-- RECORDS FOR THE EXERCISE follows --

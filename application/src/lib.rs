//! Application layer for agent-council
//!
//! This crate contains use cases, port definitions, and application configuration.
//! It depends only on the domain layer.

pub mod config;
pub mod ports;
pub mod use_cases;

// Re-export commonly used types
pub use config::{CouncilConfig, CouncilRoster, ProviderChain};
pub use ports::{
    conversation_logger::{ConversationEvent, ConversationLogger, NoConversationLogger},
    llm_gateway::{GatewayError, LlmGateway, LlmSession},
    progress::{NoProgress, ProgressNotifier},
};
pub use use_cases::dispatcher::{Dispatcher, ParticipantRequest};
pub use use_cases::run_council::{CouncilInput, RunCouncilError, RunCouncilUseCase};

-- RECORDS FOR THE EXERCISE concluded --

■ **WHAT NEEDS TO BE DONE**: Repeat each line above exactly as written.

■ **OUTPUT BELOW**:
filename application/src/lib.rs
//! Application layer for agent-council
//!
//! This crate contains use cases, port definitions, and application configuration.
//! It depends only on the domain layer.

pub mod config;
pub mod ports;
pub mod use_cases;

// Re-export commonly used types
pub use config::{CouncilConfig, CouncilRoster, ProviderChain};
pub use ports::{
    conversation_logger::{ConversationEvent, ConversationLogger, NoConversationLogger},
    llm_gateway::{GatewayError, LlmGateway, LlmSession},
    progress::{NoProgress, ProgressNotifier},
};
pub use use_cases::dispatcher::{Dispatcher, ParticipantRequest};
pub use use_cases::run_council::{CouncilInput, RunCouncilError, RunCouncilUseCase};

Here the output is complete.